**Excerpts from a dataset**
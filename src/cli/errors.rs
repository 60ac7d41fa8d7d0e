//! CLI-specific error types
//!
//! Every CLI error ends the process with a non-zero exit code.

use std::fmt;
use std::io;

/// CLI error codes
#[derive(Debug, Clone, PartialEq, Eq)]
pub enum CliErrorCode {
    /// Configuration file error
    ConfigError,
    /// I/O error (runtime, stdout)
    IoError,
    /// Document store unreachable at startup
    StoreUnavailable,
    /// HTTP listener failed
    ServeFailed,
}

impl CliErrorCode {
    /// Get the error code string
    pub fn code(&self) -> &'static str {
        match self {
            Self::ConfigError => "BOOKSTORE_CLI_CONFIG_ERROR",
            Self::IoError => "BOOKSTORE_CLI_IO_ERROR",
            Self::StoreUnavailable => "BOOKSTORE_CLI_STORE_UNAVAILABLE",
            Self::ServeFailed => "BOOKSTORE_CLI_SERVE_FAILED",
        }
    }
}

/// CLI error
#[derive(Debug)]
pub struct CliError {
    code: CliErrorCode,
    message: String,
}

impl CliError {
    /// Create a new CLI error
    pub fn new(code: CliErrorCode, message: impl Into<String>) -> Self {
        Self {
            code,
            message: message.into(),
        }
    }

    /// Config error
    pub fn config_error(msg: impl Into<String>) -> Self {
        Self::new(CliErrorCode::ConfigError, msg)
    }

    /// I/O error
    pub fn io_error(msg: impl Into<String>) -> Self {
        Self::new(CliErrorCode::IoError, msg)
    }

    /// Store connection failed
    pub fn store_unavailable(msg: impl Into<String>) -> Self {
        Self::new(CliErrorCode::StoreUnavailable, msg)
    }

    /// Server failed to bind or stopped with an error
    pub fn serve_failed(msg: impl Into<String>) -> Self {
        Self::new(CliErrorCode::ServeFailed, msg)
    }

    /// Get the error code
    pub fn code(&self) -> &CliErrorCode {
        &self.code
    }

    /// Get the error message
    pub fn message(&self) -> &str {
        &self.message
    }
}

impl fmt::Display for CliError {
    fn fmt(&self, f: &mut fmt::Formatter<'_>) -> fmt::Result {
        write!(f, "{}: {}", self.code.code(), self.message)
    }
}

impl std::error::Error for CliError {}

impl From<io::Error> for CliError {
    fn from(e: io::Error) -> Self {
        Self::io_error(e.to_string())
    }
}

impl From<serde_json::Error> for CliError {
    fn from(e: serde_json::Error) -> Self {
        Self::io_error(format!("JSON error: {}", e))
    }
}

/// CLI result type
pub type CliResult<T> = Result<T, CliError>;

**Exercise goal**
What is needed is the number of lines in these entries that include the word "with"; please give it alone.

**Answer section**
2